#### [WHAT YOU WILL DO]
Transcribe exactly the first line of the listing below and each line that follows it, ending with the line that contains "Classes compare by", and omit the remainder.

#### [PROVIDED RECORDS]
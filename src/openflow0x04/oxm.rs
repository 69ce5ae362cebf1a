//! OpenFlow Extensible Match (OXM) entries.
//!
//! Wire layout: `class:2, field<<1|has_mask:1, length:1, [mask], value`. With the
//! mask bit set the length byte covers mask and value, which are equally long.

use std::io::Cursor;
use std::net::{Ipv4Addr, Ipv6Addr};

use byteorder::{BigEndian, ReadBytesExt, WriteBytesExt};

use crate::ofp_message::{OfpCodec, OfpSerializationError};
use crate::ofp_utils::{ensure_remaining, read_slice};

const OXM_HEADER_LEN: usize = 4;
const OXM_FIELD_MAX: u8 = 0x7f;
const OXM_PAYLOAD_MAX: usize = 0xff;

/// VLAN id bit set when a VLAN tag is present.
pub const OFPVID_PRESENT: u16 = 0x1000;
/// VLAN id value matching packets without a VLAN tag.
pub const OFPVID_NONE: u16 = 0x0000;

/// IPv6 extension header pseudo-field flags for `Ipv6Exthdr`.
pub const OFPIEH_NONEXT: u16 = 1 << 0;
pub const OFPIEH_ESP: u16 = 1 << 1;
pub const OFPIEH_AUTH: u16 = 1 << 2;
pub const OFPIEH_DEST: u16 = 1 << 3;
pub const OFPIEH_FRAG: u16 = 1 << 4;
pub const OFPIEH_ROUTER: u16 = 1 << 5;
pub const OFPIEH_HOP: u16 = 1 << 6;
pub const OFPIEH_UNREP: u16 = 1 << 7;
pub const OFPIEH_UNSEQ: u16 = 1 << 8;

/// OXM class. Classes below 0x8000 are ONF member classes, 0x8000 and above
/// are reserved for standardisation.
///
/// Classes compare by wire value, so `Other(0x8000)` equals `OpenFlowBasic`.
/// Decoding always yields the named variant.
#[derive(Copy, Clone, Debug, Eq)]
pub enum OxmClass {
    /// Backward compatibility with NXM.
    Nxm0,
    /// Backward compatibility with NXM.
    Nxm1,
    /// The basic set of OpenFlow match fields.
    OpenFlowBasic,
    /// Experimenter matches.
    Experimenter,
    Other(u16),
}

impl OxmClass {
    pub fn of_int(c: u16) -> OxmClass {
        match c {
            0x0000 => OxmClass::Nxm0,
            0x0001 => OxmClass::Nxm1,
            0x8000 => OxmClass::OpenFlowBasic,
            0xffff => OxmClass::Experimenter,
            c => OxmClass::Other(c),
        }
    }

    pub fn to_int(c: OxmClass) -> u16 {
        match c {
            OxmClass::Nxm0 => 0x0000,
            OxmClass::Nxm1 => 0x0001,
            OxmClass::OpenFlowBasic => 0x8000,
            OxmClass::Experimenter => 0xffff,
            OxmClass::Other(c) => c,
        }
    }
}

impl PartialEq for OxmClass {
    fn eq(&self, other: &OxmClass) -> bool {
        OxmClass::to_int(*self) == OxmClass::to_int(*other)
    }
}

/// Match fields of the `OpenFlowBasic` class.
#[repr(u8)]
#[derive(Copy, Clone, Debug, PartialEq, Eq)]
pub enum OxmField {
    InPort,
    InPhyPort,
    Metadata,
    EthDst,
    EthSrc,
    EthType,
    VlanVid,
    VlanPcp,
    IpDscp,
    IpEcn,
    IpProto,
    Ipv4Src,
    Ipv4Dst,
    TcpSrc,
    TcpDst,
    UdpSrc,
    UdpDst,
    SctpSrc,
    SctpDst,
    Icmpv4Type,
    Icmpv4Code,
    ArpOp,
    ArpSpa,
    ArpTpa,
    ArpSha,
    ArpTha,
    Ipv6Src,
    Ipv6Dst,
    Ipv6Flabel,
    Icmpv6Type,
    Icmpv6Code,
    Ipv6NdTarget,
    Ipv6NdSll,
    Ipv6NdTll,
    MplsLabel,
    MplsTc,
    MplsBos,
    PbbIsid,
    TunnelId,
    Ipv6Exthdr,
}

const BASIC_FIELDS: [OxmField; 40] = [OxmField::InPort,
                                      OxmField::InPhyPort,
                                      OxmField::Metadata,
                                      OxmField::EthDst,
                                      OxmField::EthSrc,
                                      OxmField::EthType,
                                      OxmField::VlanVid,
                                      OxmField::VlanPcp,
                                      OxmField::IpDscp,
                                      OxmField::IpEcn,
                                      OxmField::IpProto,
                                      OxmField::Ipv4Src,
                                      OxmField::Ipv4Dst,
                                      OxmField::TcpSrc,
                                      OxmField::TcpDst,
                                      OxmField::UdpSrc,
                                      OxmField::UdpDst,
                                      OxmField::SctpSrc,
                                      OxmField::SctpDst,
                                      OxmField::Icmpv4Type,
                                      OxmField::Icmpv4Code,
                                      OxmField::ArpOp,
                                      OxmField::ArpSpa,
                                      OxmField::ArpTpa,
                                      OxmField::ArpSha,
                                      OxmField::ArpTha,
                                      OxmField::Ipv6Src,
                                      OxmField::Ipv6Dst,
                                      OxmField::Ipv6Flabel,
                                      OxmField::Icmpv6Type,
                                      OxmField::Icmpv6Code,
                                      OxmField::Ipv6NdTarget,
                                      OxmField::Ipv6NdSll,
                                      OxmField::Ipv6NdTll,
                                      OxmField::MplsLabel,
                                      OxmField::MplsTc,
                                      OxmField::MplsBos,
                                      OxmField::PbbIsid,
                                      OxmField::TunnelId,
                                      OxmField::Ipv6Exthdr];

impl OxmField {
    pub fn of_int(f: u8) -> Option<OxmField> {
        BASIC_FIELDS.get(f as usize).cloned()
    }
}

/// One typed, optionally masked match field.
#[derive(Clone, Debug, PartialEq, Eq)]
pub struct Oxm {
    pub class: OxmClass,
    /// Class-specific field id, 7 bits on the wire.
    pub field: u8,
    pub mask: Option<Vec<u8>>,
    pub value: Vec<u8>,
}

impl Oxm {
    /// An entry of the `OpenFlowBasic` class.
    pub fn basic(field: OxmField, value: Vec<u8>, mask: Option<Vec<u8>>) -> Oxm {
        Oxm {
            class: OxmClass::OpenFlowBasic,
            field: field as u8,
            mask: mask,
            value: value,
        }
    }

    /// The named basic field of this entry, if it belongs to the `OpenFlowBasic` class.
    pub fn basic_field(&self) -> Option<OxmField> {
        if self.class == OxmClass::OpenFlowBasic {
            OxmField::of_int(self.field)
        } else {
            None
        }
    }

    /// An unmasked entry of the `Experimenter` class. The experimenter id is
    /// carried ahead of `value` and counted in the length byte.
    pub fn experimenter(field: u8, experimenter: u32, value: &[u8]) -> Oxm {
        let mut payload = experimenter.to_be_bytes().to_vec();
        payload.extend_from_slice(value);
        Oxm {
            class: OxmClass::Experimenter,
            field: field,
            mask: None,
            value: payload,
        }
    }

    /// Experimenter id and remaining value of an unmasked `Experimenter` entry.
    pub fn experimenter_value(&self) -> Option<(u32, &[u8])> {
        if self.class != OxmClass::Experimenter || self.mask.is_some() || self.value.len() < 4 {
            return None;
        }
        let (id, rest) = self.value.split_at(4);
        Some((u32::from_be_bytes([id[0], id[1], id[2], id[3]]), rest))
    }

    pub fn in_port(port: u32) -> Oxm {
        Oxm::basic(OxmField::InPort, port.to_be_bytes().to_vec(), None)
    }

    pub fn metadata(metadata: u64, mask: Option<u64>) -> Oxm {
        Oxm::basic(OxmField::Metadata,
                   metadata.to_be_bytes().to_vec(),
                   mask.map(|m| m.to_be_bytes().to_vec()))
    }

    pub fn eth_dst(addr: [u8; 6], mask: Option<[u8; 6]>) -> Oxm {
        Oxm::basic(OxmField::EthDst, addr.to_vec(), mask.map(|m| m.to_vec()))
    }

    pub fn eth_src(addr: [u8; 6], mask: Option<[u8; 6]>) -> Oxm {
        Oxm::basic(OxmField::EthSrc, addr.to_vec(), mask.map(|m| m.to_vec()))
    }

    pub fn eth_type(eth_type: u16) -> Oxm {
        Oxm::basic(OxmField::EthType, eth_type.to_be_bytes().to_vec(), None)
    }

    pub fn vlan_vid(vid: u16, mask: Option<u16>) -> Oxm {
        Oxm::basic(OxmField::VlanVid,
                   vid.to_be_bytes().to_vec(),
                   mask.map(|m| m.to_be_bytes().to_vec()))
    }

    pub fn ip_proto(proto: u8) -> Oxm {
        Oxm::basic(OxmField::IpProto, vec![proto], None)
    }

    pub fn ipv4_src(addr: Ipv4Addr, mask: Option<Ipv4Addr>) -> Oxm {
        Oxm::basic(OxmField::Ipv4Src,
                   addr.octets().to_vec(),
                   mask.map(|m| m.octets().to_vec()))
    }

    pub fn ipv4_dst(addr: Ipv4Addr, mask: Option<Ipv4Addr>) -> Oxm {
        Oxm::basic(OxmField::Ipv4Dst,
                   addr.octets().to_vec(),
                   mask.map(|m| m.octets().to_vec()))
    }

    pub fn tcp_src(port: u16) -> Oxm {
        Oxm::basic(OxmField::TcpSrc, port.to_be_bytes().to_vec(), None)
    }

    pub fn tcp_dst(port: u16) -> Oxm {
        Oxm::basic(OxmField::TcpDst, port.to_be_bytes().to_vec(), None)
    }

    pub fn udp_src(port: u16) -> Oxm {
        Oxm::basic(OxmField::UdpSrc, port.to_be_bytes().to_vec(), None)
    }

    pub fn udp_dst(port: u16) -> Oxm {
        Oxm::basic(OxmField::UdpDst, port.to_be_bytes().to_vec(), None)
    }

    pub fn ipv6_src(addr: Ipv6Addr, mask: Option<Ipv6Addr>) -> Oxm {
        Oxm::basic(OxmField::Ipv6Src,
                   addr.octets().to_vec(),
                   mask.map(|m| m.octets().to_vec()))
    }

    pub fn ipv6_dst(addr: Ipv6Addr, mask: Option<Ipv6Addr>) -> Oxm {
        Oxm::basic(OxmField::Ipv6Dst,
                   addr.octets().to_vec(),
                   mask.map(|m| m.octets().to_vec()))
    }

    fn payload_len(&self) -> usize {
        self.mask.as_ref().map_or(0, |m| m.len()) + self.value.len()
    }
}

impl OfpCodec for Oxm {
    fn size_of(&self) -> usize {
        OXM_HEADER_LEN + self.payload_len()
    }

    fn parse(bytes: &mut Cursor<&[u8]>) -> Result<Oxm, OfpSerializationError> {
        ensure_remaining(bytes, OXM_HEADER_LEN, "oxm header")?;
        let class = OxmClass::of_int(bytes.read_u16::<BigEndian>()?);
        let field_raw = bytes.read_u8()?;
        let len = bytes.read_u8()? as usize;
        let has_mask = field_raw & 1 == 1;
        let field = field_raw >> 1;
        let mask = if has_mask {
            if len % 2 != 0 {
                return Err(OfpSerializationError::MalformedMessage(format!(
                    "masked oxm field {} has odd length {}", field, len)));
            }
            ensure_remaining(bytes, len, "oxm payload")?;
            Some(read_slice(bytes, len / 2, "oxm mask")?.to_vec())
        } else {
            None
        };
        let value_len = if has_mask { len / 2 } else { len };
        let value = read_slice(bytes, value_len, "oxm value")?.to_vec();
        Ok(Oxm {
            class: class,
            field: field,
            mask: mask,
            value: value,
        })
    }

    fn marshal(&self, bytes: &mut Vec<u8>) -> Result<(), OfpSerializationError> {
        if self.field > OXM_FIELD_MAX {
            return Err(OfpSerializationError::ValueTooLarge {
                what: "oxm field id",
                len: self.field as usize,
                max: OXM_FIELD_MAX as usize,
            });
        }
        if let Some(ref mask) = self.mask {
            if mask.len() != self.value.len() {
                return Err(OfpSerializationError::MalformedMessage(format!(
                    "oxm field {} mask is {} bytes but value is {}",
                    self.field, mask.len(), self.value.len())));
            }
        }
        let len = self.payload_len();
        if len > OXM_PAYLOAD_MAX {
            return Err(OfpSerializationError::ValueTooLarge {
                what: "oxm payload",
                len: len,
                max: OXM_PAYLOAD_MAX,
            });
        }
        bytes.write_u16::<BigEndian>(OxmClass::to_int(self.class))?;
        bytes.write_u8(self.field << 1 | self.mask.is_some() as u8)?;
        bytes.write_u8(len as u8)?;
        if let Some(ref mask) = self.mask {
            bytes.extend_from_slice(mask);
        }
        bytes.extend_from_slice(&self.value);
        Ok(())
    }
}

#### [ANSWER BELOW]
filename src/openflow0x04/oxm.rs
repository 69ce5ae362cebf1a
//! OpenFlow Extensible Match (OXM) entries.
//!
//! Wire layout: `class:2, field<<1|has_mask:1, length:1, [mask], value`. With the
//! mask bit set the length byte covers mask and value, which are equally long.

use std::io::Cursor;
use std::net::{Ipv4Addr, Ipv6Addr};

use byteorder::{BigEndian, ReadBytesExt, WriteBytesExt};

use crate::ofp_message::{OfpCodec, OfpSerializationError};
use crate::ofp_utils::{ensure_remaining, read_slice};

const OXM_HEADER_LEN: usize = 4;
const OXM_FIELD_MAX: u8 = 0x7f;
const OXM_PAYLOAD_MAX: usize = 0xff;

/// VLAN id bit set when a VLAN tag is present.
pub const OFPVID_PRESENT: u16 = 0x1000;
/// VLAN id value matching packets without a VLAN tag.
pub const OFPVID_NONE: u16 = 0x0000;

/// IPv6 extension header pseudo-field flags for `Ipv6Exthdr`.
pub const OFPIEH_NONEXT: u16 = 1 << 0;
pub const OFPIEH_ESP: u16 = 1 << 1;
pub const OFPIEH_AUTH: u16 = 1 << 2;
pub const OFPIEH_DEST: u16 = 1 << 3;
pub const OFPIEH_FRAG: u16 = 1 << 4;
pub const OFPIEH_ROUTER: u16 = 1 << 5;
pub const OFPIEH_HOP: u16 = 1 << 6;
pub const OFPIEH_UNREP: u16 = 1 << 7;
pub const OFPIEH_UNSEQ: u16 = 1 << 8;

/// OXM class. Classes below 0x8000 are ONF member classes, 0x8000 and above
/// are reserved for standardisation.
///
/// Classes compare by wire value, so `Other(0x8000)` equals `OpenFlowBasic`.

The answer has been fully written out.